((

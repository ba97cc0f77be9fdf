use std::fmt;
use std::path::Path;
use std::thread::sleep;
use std::time::{Duration, Instant};

use anyhow::{Context, Result, anyhow, bail};
use log::debug;
use reqwest::StatusCode;
use reqwest::blocking::{Client, Response, multipart};
use serde::{Deserialize, Serialize};
use serde_json::json;

use crate::config::MigrationConfig;

/// Typed marker carried in the error chain when the target answers HTTP 429.
/// Orchestration boundaries detect it with `root_cause().is::<RateLimited>()`
/// and back off; nothing retries at the per-request level.
#[derive(Debug, Clone, Copy, PartialEq, Eq)]
pub struct RateLimited;

impl fmt::Display for RateLimited {
    fn fmt(&self, formatter: &mut fmt::Formatter<'_>) -> fmt::Result {
        write!(formatter, "Confluence rate limit hit (HTTP 429)")
    }
}

impl std::error::Error for RateLimited {}

pub fn is_rate_limited(error: &anyhow::Error) -> bool {
    error.root_cause().is::<RateLimited>()
}

#[derive(Debug, Clone, PartialEq, Eq)]
pub struct RemoteSpace {
    pub key: String,
    pub homepage_id: Option<String>,
}

#[derive(Debug, Clone, PartialEq, Eq)]
pub struct RemotePage {
    pub id: String,
    pub title: String,
    pub version: i64,
}

#[derive(Debug, Clone, PartialEq, Eq)]
pub struct RemoteAttachment {
    pub id: String,
    pub file_name: String,
}

/// The slice of the Confluence REST surface the migration consumes. The
/// publisher and validator are generic over this trait so protocol tests run
/// against an in-memory fake.
pub trait ConfluenceApi {
    fn get_space_by_key(&mut self, key: &str) -> Result<RemoteSpace>;
    fn get_page_by_title(&mut self, space_key: &str, title: &str) -> Result<Option<RemotePage>>;
    fn create_page(
        &mut self,
        title: &str,
        space_key: &str,
        parent_id: Option<&str>,
        body: &str,
    ) -> Result<String>;
    fn update_page(&mut self, id: &str, title: &str, version: i64, body: &str) -> Result<()>;
    fn get_page_version(&mut self, id: &str) -> Result<i64>;
    fn get_child_pages(&mut self, parent_id: &str) -> Result<Vec<RemotePage>>;
    fn delete_page(&mut self, id: &str) -> Result<()>;
    fn get_attachments(&mut self, page_id: &str) -> Result<Vec<RemoteAttachment>>;
    fn upload_attachment(
        &mut self,
        page_id: &str,
        file_path: &Path,
        file_name: &str,
        mime_type: &str,
    ) -> Result<String>;
    fn request_count(&self) -> usize;
}

#[derive(Debug, Clone)]
pub struct ConfluenceClientConfig {
    pub base_url: String,
    pub username: String,
    pub api_token: String,
    pub timeout_ms: u64,
    pub rate_limit_read_ms: u64,
    pub rate_limit_write_ms: u64,
}

impl ConfluenceClientConfig {
    pub fn from_config(config: &MigrationConfig) -> Result<Self> {
        Ok(Self {
            base_url: config.base_url()?,
            username: config.username()?,
            api_token: config.api_token()?,
            timeout_ms: env_value_u64("CONFLUENCE_HTTP_TIMEOUT_MS", 30_000),
            rate_limit_read_ms: env_value_u64("CONFLUENCE_RATE_LIMIT_READ", 100),
            rate_limit_write_ms: env_value_u64("CONFLUENCE_RATE_LIMIT_WRITE", 300),
        })
    }
}

fn env_value_u64(key: &str, default: u64) -> u64 {
    std::env::var(key)
        .ok()
        .and_then(|value| value.trim().parse().ok())
        .unwrap_or(default)
}

pub struct ConfluenceClient {
    client: Client,
    config: ConfluenceClientConfig,
    last_request_at: Option<Instant>,
    request_count: usize,
}

impl ConfluenceClient {
    pub fn new(config: ConfluenceClientConfig) -> Result<Self> {
        let client = Client::builder()
            .timeout(Duration::from_millis(config.timeout_ms))
            .build()
            .context("failed to build Confluence HTTP client")?;
        Ok(Self {
            client,
            config,
            last_request_at: None,
            request_count: 0,
        })
    }

    fn api_url(&self, path: &str) -> String {
        format!("{}/rest/api/{}", self.config.base_url, path)
    }

    fn apply_rate_limit(&mut self, is_write: bool) {
        let delay = if is_write {
            Duration::from_millis(self.config.rate_limit_write_ms)
        } else {
            Duration::from_millis(self.config.rate_limit_read_ms)
        };
        if let Some(last) = self.last_request_at {
            let elapsed = last.elapsed();
            if elapsed < delay {
                sleep(delay - elapsed);
            }
        }
        self.last_request_at = Some(Instant::now());
        self.request_count += 1;
    }

    /// Map the response codes that need differentiated handling. 404 is handled
    /// by callers that treat "absent" as a normal outcome.
    fn check_status(&self, response: &Response, operation: &str) -> Result<()> {
        let status = response.status();
        if status.is_success() {
            return Ok(());
        }
        match status {
            StatusCode::UNAUTHORIZED | StatusCode::FORBIDDEN => bail!(
                "Confluence rejected credentials during {operation} (HTTP {status}).\n\
                 Check CONFLUENCE_USERNAME / CONFLUENCE_API_TOKEN and the account's\n\
                 permissions on the target space."
            ),
            StatusCode::TOO_MANY_REQUESTS => {
                Err(anyhow!(RateLimited).context(format!("{operation} was rate limited")))
            }
            _ => bail!("Confluence {operation} failed with HTTP {status}"),
        }
    }

    fn get_json(
        &mut self,
        path: &str,
        query: &[(&str, &str)],
        operation: &str,
    ) -> Result<Option<serde_json::Value>> {
        self.apply_rate_limit(false);
        debug!("GET {path} {query:?}");
        let response = self
            .client
            .get(self.api_url(path))
            .basic_auth(&self.config.username, Some(&self.config.api_token))
            .query(query)
            .send()
            .with_context(|| format!("failed to call Confluence during {operation}"))?;
        if response.status() == StatusCode::NOT_FOUND {
            return Ok(None);
        }
        self.check_status(&response, operation)?;
        let payload = response
            .json()
            .with_context(|| format!("failed to decode Confluence response for {operation}"))?;
        Ok(Some(payload))
    }

    fn send_json(
        &mut self,
        method: reqwest::Method,
        path: &str,
        body: &serde_json::Value,
        operation: &str,
    ) -> Result<serde_json::Value> {
        self.apply_rate_limit(true);
        debug!("{method} {path}");
        let response = self
            .client
            .request(method, self.api_url(path))
            .basic_auth(&self.config.username, Some(&self.config.api_token))
            .json(body)
            .send()
            .with_context(|| format!("failed to call Confluence during {operation}"))?;
        self.check_status(&response, operation)?;
        response
            .json()
            .with_context(|| format!("failed to decode Confluence response for {operation}"))
    }
}

#[derive(Debug, Deserialize)]
struct SearchResults<T> {
    #[serde(default = "Vec::new")]
    results: Vec<T>,
}

#[derive(Debug, Deserialize)]
struct ContentPayload {
    id: String,
    #[serde(default)]
    title: String,
    #[serde(default)]
    version: Option<VersionPayload>,
}

#[derive(Debug, Deserialize)]
struct VersionPayload {
    number: i64,
}

#[derive(Debug, Deserialize)]
struct SpacePayload {
    key: String,
    #[serde(rename = "homepage")]
    homepage: Option<HomepagePayload>,
}

#[derive(Debug, Deserialize)]
struct HomepagePayload {
    id: String,
}

#[derive(Debug, Deserialize)]
struct AttachmentPayload {
    id: String,
    title: String,
}

#[derive(Debug, Serialize)]
struct AncestorRef<'a> {
    id: &'a str,
}

fn page_from_payload(payload: ContentPayload) -> RemotePage {
    RemotePage {
        version: payload.version.map(|version| version.number).unwrap_or(1),
        id: payload.id,
        title: payload.title,
    }
}

impl ConfluenceApi for ConfluenceClient {
    fn get_space_by_key(&mut self, key: &str) -> Result<RemoteSpace> {
        let payload = self
            .get_json(
                &format!("space/{key}"),
                &[("expand", "homepage")],
                "space lookup",
            )?
            .ok_or_else(|| {
                anyhow!(
                    "Confluence space '{key}' was not found.\n\
                     Check CONFLUENCE_SPACE_KEY and CONFLUENCE_BASE_URL."
                )
            })?;
        let space: SpacePayload =
            serde_json::from_value(payload).context("failed to decode space payload")?;
        Ok(RemoteSpace {
            key: space.key,
            homepage_id: space.homepage.map(|homepage| homepage.id),
        })
    }

    fn get_page_by_title(&mut self, space_key: &str, title: &str) -> Result<Option<RemotePage>> {
        let Some(payload) = self.get_json(
            "content",
            &[
                ("spaceKey", space_key),
                ("title", title),
                ("expand", "version"),
            ],
            "page lookup",
        )?
        else {
            return Ok(None);
        };
        let results: SearchResults<ContentPayload> =
            serde_json::from_value(payload).context("failed to decode page lookup payload")?;
        Ok(results.results.into_iter().next().map(page_from_payload))
    }

    fn create_page(
        &mut self,
        title: &str,
        space_key: &str,
        parent_id: Option<&str>,
        body: &str,
    ) -> Result<String> {
        let ancestors: Vec<AncestorRef<'_>> =
            parent_id.map(|id| vec![AncestorRef { id }]).unwrap_or_default();
        let payload = json!({
            "type": "page",
            "title": title,
            "space": { "key": space_key },
            "ancestors": ancestors,
            "body": {
                "storage": { "value": body, "representation": "storage" }
            }
        });
        let response = self.send_json(
            reqwest::Method::POST,
            "content",
            &payload,
            "page creation",
        )?;
        let content: ContentPayload =
            serde_json::from_value(response).context("failed to decode created page payload")?;
        Ok(content.id)
    }

    fn update_page(&mut self, id: &str, title: &str, version: i64, body: &str) -> Result<()> {
        let payload = json!({
            "type": "page",
            "title": title,
            "version": { "number": version },
            "body": {
                "storage": { "value": body, "representation": "storage" }
            }
        });
        self.send_json(
            reqwest::Method::PUT,
            &format!("content/{id}"),
            &payload,
            "page update",
        )?;
        Ok(())
    }

    fn get_page_version(&mut self, id: &str) -> Result<i64> {
        let payload = self
            .get_json(
                &format!("content/{id}"),
                &[("expand", "version")],
                "version lookup",
            )?
            .ok_or_else(|| anyhow!("page {id} disappeared during version lookup"))?;
        let content: ContentPayload =
            serde_json::from_value(payload).context("failed to decode version payload")?;
        Ok(content.version.map(|version| version.number).unwrap_or(1))
    }

    fn get_child_pages(&mut self, parent_id: &str) -> Result<Vec<RemotePage>> {
        let Some(payload) = self.get_json(
            &format!("content/{parent_id}/child/page"),
            &[("limit", "200"), ("expand", "version")],
            "child page listing",
        )?
        else {
            return Ok(Vec::new());
        };
        let results: SearchResults<ContentPayload> =
            serde_json::from_value(payload).context("failed to decode child page payload")?;
        Ok(results.results.into_iter().map(page_from_payload).collect())
    }

    fn delete_page(&mut self, id: &str) -> Result<()> {
        self.apply_rate_limit(true);
        debug!("DELETE content/{id}");
        let response = self
            .client
            .delete(self.api_url(&format!("content/{id}")))
            .basic_auth(&self.config.username, Some(&self.config.api_token))
            .send()
            .context("failed to call Confluence during page deletion")?;
        if response.status() == StatusCode::NOT_FOUND {
            // Already gone; deletion is idempotent.
            return Ok(());
        }
        self.check_status(&response, "page deletion")
    }

    fn get_attachments(&mut self, page_id: &str) -> Result<Vec<RemoteAttachment>> {
        let Some(payload) = self.get_json(
            &format!("content/{page_id}/child/attachment"),
            &[("limit", "200")],
            "attachment listing",
        )?
        else {
            return Ok(Vec::new());
        };
        let results: SearchResults<AttachmentPayload> =
            serde_json::from_value(payload).context("failed to decode attachment payload")?;
        Ok(results
            .results
            .into_iter()
            .map(|attachment| RemoteAttachment {
                id: attachment.id,
                file_name: attachment.title,
            })
            .collect())
    }

    fn upload_attachment(
        &mut self,
        page_id: &str,
        file_path: &Path,
        file_name: &str,
        mime_type: &str,
    ) -> Result<String> {
        self.apply_rate_limit(true);
        debug!("POST content/{page_id}/child/attachment ({file_name})");
        let part = multipart::Part::file(file_path)
            .with_context(|| format!("failed to read attachment {}", file_path.display()))?
            .file_name(file_name.to_string())
            .mime_str(mime_type)
            .with_context(|| format!("invalid mime type {mime_type}"))?;
        let form = multipart::Form::new().part("file", part);
        let response = self
            .client
            .post(self.api_url(&format!("content/{page_id}/child/attachment")))
            .basic_auth(&self.config.username, Some(&self.config.api_token))
            .header("X-Atlassian-Token", "nocheck")
            .multipart(form)
            .send()
            .context("failed to call Confluence during attachment upload")?;
        self.check_status(&response, "attachment upload")?;
        let results: SearchResults<AttachmentPayload> = response
            .json()
            .context("failed to decode attachment upload payload")?;
        results
            .results
            .into_iter()
            .next()
            .map(|attachment| attachment.id)
            .ok_or_else(|| anyhow!("attachment upload returned an empty result set"))
    }

    fn request_count(&self) -> usize {
        self.request_count
    }
}

#[cfg(test)]
mod tests {
    use anyhow::anyhow;

    use super::{RateLimited, is_rate_limited};

    #[test]
    fn rate_limited_marker_is_detectable_through_context() {
        let error = anyhow!(RateLimited)
            .context("page creation was rate limited")
            .context("placeholder pass failed");
        assert!(is_rate_limited(&error));
    }

    #[test]
    fn ordinary_errors_are_not_rate_limited() {
        let error = anyhow!("HTTP 500");
        assert!(!is_rate_limited(&error));
    }
}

))

Try it
Taking the material above as a whole, how many of its lines contain "ConfluenceClientConfig"? The reply should be that number alone.

Solution for this exercise
4